Blue Monday

Het was maandagmorgen, 16 januari, officieel ‘de somberste dag van het jaar’. Ik zat met een grote kop koffie naar een kattenfilmpje op Facebook te kijken. Het zoveelste. De telefoon ging, het was mijn oudste zoon. Met een bibberstemmetje: “Mama, ik ben net in een plas gevallen. Wil je even een droge broek komen brengen?” “Tuurlijk schatje, ik kom eraan!”.

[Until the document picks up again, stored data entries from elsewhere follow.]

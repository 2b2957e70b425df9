//! Snapshot consumers
//!
//! Renderers and statistics plug into the simulation loop through
//! [`SnapshotSink`]. They receive each generation by shared reference, once
//! per step, in step order.

use super::road::SimulationState;

/// Anything that wants to observe the road step by step
pub trait SnapshotSink {
    fn consume(&mut self, snapshot: &SimulationState);
}

impl<S: SnapshotSink + ?Sized> SnapshotSink for &mut S {
    fn consume(&mut self, snapshot: &SimulationState) {
        (**self).consume(snapshot);
    }
}

/// Keeps a copy of every snapshot it sees
#[derive(Debug, Default)]
pub struct SnapshotRecorder {
    pub snapshots: Vec<SimulationState>,
}

impl SnapshotRecorder {
    pub fn new() -> Self {
        Self::default()
    }

    pub fn steps(&self) -> Vec<u64> {
        self.snapshots.iter().map(|snapshot| snapshot.step()).collect()
    }
}

impl SnapshotSink for SnapshotRecorder {
    fn consume(&mut self, snapshot: &SimulationState) {
        self.snapshots.push(snapshot.clone());
    }
}
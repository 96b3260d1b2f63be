//! Self-adjusting binary search tree.
//!
//! Every successful access (insert, peek, extract, minimum, maximum) rotates
//! the touched node to the root, so the tree shape doubles as a rolling
//! popularity cache: recently used keys sit near the top.

use crate::error::{Error, Result};
use crate::node::{NodeArena, NodeId, ParentLink, Side};
use crate::tracing_helpers::{debug_log, trace_log};

/// Rotation pattern for one splay step.
#[derive(Debug, Clone, Copy, PartialEq, Eq)]
pub(crate) enum SplayStep {
    /// Parent is the root: one rotation.
    Zig,
    /// Node and parent are children on the same side: rotate grandparent,
    /// then parent.
    ZigZig,
    /// Node and parent are children on opposite sides: rotate parent, then
    /// grandparent.
    ZigZag,
}

impl SplayStep {
    /// Pick the step from the node's side under its parent and the parent's
    /// side under the grandparent (`None` when the parent is the root).
    #[inline]
    pub(crate) fn classify(node_side: Side, parent_side: Option<Side>) -> SplayStep {
        match parent_side {
            None => SplayStep::Zig,
            Some(side) if side == node_side => SplayStep::ZigZig,
            Some(_) => SplayStep::ZigZag,
        }
    }
}

/// Outcome of a BST descent.
enum Search {
    Found(NodeId),
    /// Key absent; a new node would hang off `parent` on `side`.
    Vacant { parent: Option<NodeId>, side: Side },
}

/// A splay tree keyed by a totally ordered `K`.
///
/// Keys are unique. Lookups take `&mut self` because they restructure the
/// tree.
///
/// ```rust
/// use splay_map::{Error, SplayTree};
///
/// let mut tree = SplayTree::new();
/// tree.insert(5, "five").unwrap();
/// tree.insert(3, "three").unwrap();
///
/// assert_eq!(tree.peek(&5), Ok(&"five"));
/// assert_eq!(tree.root(), Some((&5, &"five")));
/// assert_eq!(tree.insert(3, "again"), Err(Error::DuplicateKey));
/// assert_eq!(tree.extract(&3), Ok("three"));
/// assert_eq!(tree.peek(&3), Err(Error::NonexistentKey));
/// ```
#[derive(Clone)]
pub struct SplayTree<K, V> {
    nodes: NodeArena<K, V>,
    root: Option<NodeId>,
    count: usize,
}

impl<K, V> SplayTree<K, V> {
    pub fn new() -> Self {
        Self {
            nodes: NodeArena::new(),
            root: None,
            count: 0,
        }
    }

    #[inline]
    pub fn len(&self) -> usize {
        self.count
    }

    #[inline]
    pub fn is_empty(&self) -> bool {
        self.count == 0
    }

    /// Key and value currently at the root. Does not splay.
    pub fn root(&self) -> Option<(&K, &V)> {
        self.root.map(|id| {
            let node = &self.nodes[id];
            (&node.key, &node.value)
        })
    }

    /// Number of nodes on the longest root-to-leaf path. Does not splay.
    pub fn height(&self) -> usize {
        let mut max = 0;
        let mut stack: Vec<(NodeId, usize)> = self.root.map(|id| (id, 1)).into_iter().collect();
        while let Some((id, depth)) = stack.pop() {
            max = max.max(depth);
            let node = &self.nodes[id];
            stack.extend(node.left.map(|c| (c, depth + 1)));
            stack.extend(node.right.map(|c| (c, depth + 1)));
        }
        max
    }

    pub fn clear(&mut self) {
        self.nodes.clear();
        self.root = None;
        self.count = 0;
    }

    /// In-order iterator over `(key, value)`. Does not splay.
    pub fn iter(&self) -> Iter<'_, K, V> {
        let mut iter = Iter {
            tree: self,
            stack: Vec::new(),
            remaining: self.count,
        };
        iter.push_left_spine(self.root);
        iter
    }

    pub fn keys(&self) -> impl Iterator<Item = &K> + '_ {
        self.iter().map(|(k, _)| k)
    }

    // =========================================================================
    // Link maintenance
    // =========================================================================

    /// Hang `child` in `parent`'s `side` slot and point it back at `parent`.
    #[inline]
    fn link(&mut self, parent: NodeId, side: Side, child: Option<NodeId>) {
        *self.nodes[parent].child_mut(side) = child;
        if let Some(child) = child {
            self.nodes[child].parent = Some(ParentLink { id: parent, side });
        }
    }

    /// Put `node` into the slot described by `slot`, or at the root when
    /// `slot` is `None`.
    #[inline]
    fn attach(&mut self, slot: Option<ParentLink>, node: NodeId) {
        match slot {
            Some(ParentLink { id, side }) => self.link(id, side, Some(node)),
            None => self.set_root(node),
        }
    }

    #[inline]
    fn set_root(&mut self, node: NodeId) {
        self.nodes[node].parent = None;
        self.root = Some(node);
    }

    // =========================================================================
    // Rotation and splay
    // =========================================================================

    /// Single rotation at `pivot` toward `dir`.
    ///
    /// `rotate(y, Side::Right)` is the classic right rotation: `y`'s left
    /// child `x` takes `y`'s place and `y` becomes `x`'s right child, with
    /// `x`'s former right subtree moving across to `y`'s left. Touches only
    /// `pivot`, the promoted child, the crossing subtree root, and the slot
    /// that held `pivot`.
    fn rotate(&mut self, pivot: NodeId, dir: Side) {
        let up_side = dir.opposite();
        let Some(up) = self.nodes[pivot].child(up_side) else {
            unreachable!("rotation at {pivot:?} toward {dir} has no {up_side} child");
        };
        let slot = self.nodes[pivot].parent;
        let crossing = self.nodes[up].child(dir);

        self.link(pivot, up_side, crossing);
        self.attach(slot, up);
        self.link(up, dir, Some(pivot));
    }

    /// Rotate `node` up until it is the root.
    fn splay(&mut self, node: NodeId) {
        while let Some(parent) = self.nodes[node].parent {
            let grand = self.nodes[parent.id].parent;
            let step = SplayStep::classify(parent.side, grand.map(|g| g.side));
            trace_log!(?node, ?step, "splay step");

            // Rotating a parent "away" from the side the child hangs on lifts
            // the child into the parent's place.
            match (step, grand) {
                (SplayStep::Zig, _) => {
                    self.rotate(parent.id, parent.side.opposite());
                }
                (SplayStep::ZigZig, Some(grand)) => {
                    self.rotate(grand.id, grand.side.opposite());
                    self.rotate(parent.id, parent.side.opposite());
                }
                (SplayStep::ZigZag, Some(grand)) => {
                    self.rotate(parent.id, parent.side.opposite());
                    self.rotate(grand.id, grand.side.opposite());
                }
                (_, None) => unreachable!("double rotation without a grandparent"),
            }
        }
        debug_assert_eq!(self.root, Some(node));
    }

    fn extreme(&self, side: Side) -> Option<NodeId> {
        let mut current = self.root?;
        while let Some(next) = self.nodes[current].child(side) {
            current = next;
        }
        Some(current)
    }

    fn leftmost_from(&self, mut current: NodeId) -> NodeId {
        while let Some(next) = self.nodes[current].left {
            current = next;
        }
        current
    }

    /// Unlink the root and join its subtrees. The detached node keeps no
    /// links into the tree.
    fn remove_root(&mut self, root: NodeId) {
        debug_assert_eq!(self.root, Some(root));
        let left = self.nodes[root].left.take();
        let right = self.nodes[root].right.take();

        match (left, right) {
            (None, None) => {
                trace_log!("removing leaf root");
                self.root = None;
            }
            (Some(left), None) => {
                trace_log!("promoting left subtree");
                self.set_root(left);
            }
            (None, Some(right)) => {
                trace_log!("promoting right subtree");
                self.set_root(right);
            }
            (Some(left), Some(right)) => {
                let successor = self.leftmost_from(right);
                trace_log!(?successor, "splicing successor into root");
                if successor != right {
                    // The successor is a left child with no left subtree of
                    // its own; its right subtree takes over its slot.
                    let slot = self.nodes[successor].parent;
                    let orphan = self.nodes[successor].right;
                    if let Some(ParentLink { id, side }) = slot {
                        self.link(id, side, orphan);
                    }
                    self.link(successor, Side::Right, Some(right));
                }
                self.link(successor, Side::Left, Some(left));
                self.set_root(successor);
            }
        }
    }
}

impl<K: Ord, V> SplayTree<K, V> {
    fn search(&self, key: &K) -> Search {
        let mut parent = None;
        let mut side = Side::Left;
        let mut current = self.root;
        while let Some(id) = current {
            let node = &self.nodes[id];
            side = match key.cmp(&node.key) {
                std::cmp::Ordering::Equal => return Search::Found(id),
                std::cmp::Ordering::Less => Side::Left,
                std::cmp::Ordering::Greater => Side::Right,
            };
            parent = Some(id);
            current = node.child(side);
        }
        Search::Vacant { parent, side }
    }

    /// Locate `key` and splay it to the root.
    fn access(&mut self, key: &K) -> Result<NodeId> {
        match self.search(key) {
            Search::Found(id) => {
                self.splay(id);
                Ok(id)
            }
            Search::Vacant { .. } => Err(Error::NonexistentKey),
        }
    }

    /// Insert a new key. The new node becomes the root.
    ///
    /// Fails with [`Error::DuplicateKey`] if the key is present; the tree is
    /// left untouched and `value` is dropped.
    pub fn insert(&mut self, key: K, value: V) -> Result<()> {
        let (parent, side) = match self.search(&key) {
            Search::Found(_) => {
                debug_log!("rejected duplicate insert");
                return Err(Error::DuplicateKey);
            }
            Search::Vacant { parent, side } => (parent, side),
        };

        let id = self.nodes.alloc(key, value);
        match parent {
            Some(parent) => self.link(parent, side, Some(id)),
            None => self.set_root(id),
        }
        self.count += 1;
        self.splay(id);
        Ok(())
    }

    /// Value for `key`, after splaying it to the root.
    pub fn peek(&mut self, key: &K) -> Result<&V> {
        let id = self.access(key)?;
        Ok(&self.nodes[id].value)
    }

    /// Mutable value for `key`, after splaying it to the root.
    pub fn peek_mut(&mut self, key: &K) -> Result<&mut V> {
        let id = self.access(key)?;
        Ok(&mut self.nodes[id].value)
    }

    /// Remove `key` and return its value.
    pub fn extract(&mut self, key: &K) -> Result<V> {
        let id = self.access(key)?;
        self.remove_root(id);
        self.count -= 1;
        Ok(self.nodes.free(id).value)
    }
}

impl<K: Ord + Clone, V> SplayTree<K, V> {
    /// Smallest key, splayed to the root.
    pub fn minimum_key(&mut self) -> Result<K> {
        let id = self.extreme(Side::Left).ok_or(Error::EmptyTree)?;
        self.splay(id);
        Ok(self.nodes[id].key.clone())
    }

    /// Largest key, splayed to the root.
    pub fn maximum_key(&mut self) -> Result<K> {
        let id = self.extreme(Side::Right).ok_or(Error::EmptyTree)?;
        self.splay(id);
        Ok(self.nodes[id].key.clone())
    }
}

impl<K: Ord, V> SplayTree<K, V> {
    /// Panic unless every structural invariant holds: strict BST order,
    /// parent links mirroring child links, an unparented root, and `len`
    /// matching both the reachable nodes and the live arena slots.
    #[track_caller]
    pub fn assert_valid(&self) {
        let Some(root) = self.root else {
            assert_eq!(self.count, 0, "empty tree must have len 0");
            assert_eq!(self.nodes.live(), 0, "empty tree must hold no nodes");
            return;
        };
        assert!(
            self.nodes[root].parent.is_none(),
            "root must not have a parent link"
        );

        let mut reachable = 0usize;
        let mut stack: Vec<(NodeId, Option<&K>, Option<&K>)> = vec![(root, None, None)];
        while let Some((id, lower, upper)) = stack.pop() {
            reachable += 1;
            assert!(reachable <= self.count, "cycle or stray node reachable");
            let node = &self.nodes[id];
            if let Some(lower) = lower {
                assert!(node.key > *lower, "BST order violated: left-bound key");
            }
            if let Some(upper) = upper {
                assert!(node.key < *upper, "BST order violated: right-bound key");
            }

            for side in [Side::Left, Side::Right] {
                let Some(child) = node.child(side) else {
                    continue;
                };
                assert_eq!(
                    self.nodes[child].parent,
                    Some(ParentLink { id, side }),
                    "parent link of {child:?} does not match its {side} slot under {id:?}"
                );
                let bounds = match side {
                    Side::Left => (lower, Some(&node.key)),
                    Side::Right => (Some(&node.key), upper),
                };
                stack.push((child, bounds.0, bounds.1));
            }
        }

        assert_eq!(reachable, self.count, "len must match reachable nodes");
        assert_eq!(
            self.nodes.live(),
            self.count,
            "detached nodes must release their slot"
        );
    }
}

impl<K, V> Default for SplayTree<K, V> {
    fn default() -> Self {
        Self::new()
    }
}

impl<K: std::fmt::Debug, V: std::fmt::Debug> std::fmt::Debug for SplayTree<K, V> {
    fn fmt(&self, f: &mut std::fmt::Formatter<'_>) -> std::fmt::Result {
        f.debug_map().entries(self.iter()).finish()
    }
}

impl<'a, K, V> IntoIterator for &'a SplayTree<K, V> {
    type Item = (&'a K, &'a V);
    type IntoIter = Iter<'a, K, V>;

    fn into_iter(self) -> Self::IntoIter {
        self.iter()
    }
}

/// In-order iterator returned by [`SplayTree::iter`].
pub struct Iter<'a, K, V> {
    tree: &'a SplayTree<K, V>,
    stack: Vec<NodeId>,
    remaining: usize,
}

impl<K, V> Iter<'_, K, V> {
    fn push_left_spine(&mut self, mut current: Option<NodeId>) {
        while let Some(id) = current {
            self.stack.push(id);
            current = self.tree.nodes[id].left;
        }
    }
}

impl<'a, K, V> Iterator for Iter<'a, K, V> {
    type Item = (&'a K, &'a V);

    fn next(&mut self) -> Option<Self::Item> {
        let id = self.stack.pop()?;
        let tree = self.tree;
        let node = &tree.nodes[id];
        self.push_left_spine(node.right);
        self.remaining -= 1;
        Some((&node.key, &node.value))
    }

    fn size_hint(&self) -> (usize, Option<usize>) {
        (self.remaining, Some(self.remaining))
    }
}

impl<K, V> ExactSizeIterator for Iter<'_, K, V> {}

Mijn zoons school is in Bussum. Met de fiets is dat een klein half uur. Ik was snipverkouden en rillerig en het had gevroren. Inwendig mopperend stapte ik op de fiets. De ijskoude lucht deed mijn adem stokken. Nog voor ik de straat uit was, hijgde ik als een sleperspaard. Richting het bos en de hei fietste ik. Tussen de stammen door zag ik de zon doorbreken en de wereld in een zilveren licht zetten. Van grijs veranderde de lucht in bleekblauw met grote witte wolken. Alles twinkelde en schitterde. De hei was stil en uitgestorven, op een paar Schotse Hooglanders na, vreedzaam grazend tussen de nevelslierten.

Hier fiets ik, dacht ik, door een zilveren wereld zonder gevaar. Met een warme jas, een muts, een shawl en warme handschoenen. Aan de overkant van de hei wacht een lieve kleine jongen op me die het koud heeft.

Op de terugweg buitelden de ideeën over elkaar in mijn hoofd. Eenmaal thuis zág ik de vuile afwas niet meer, de vlokken stof onder de tafel en de slordige hoop schoenen in de gang. Ik rende naar boven en zette de computer aan, om dit stukje te tikken.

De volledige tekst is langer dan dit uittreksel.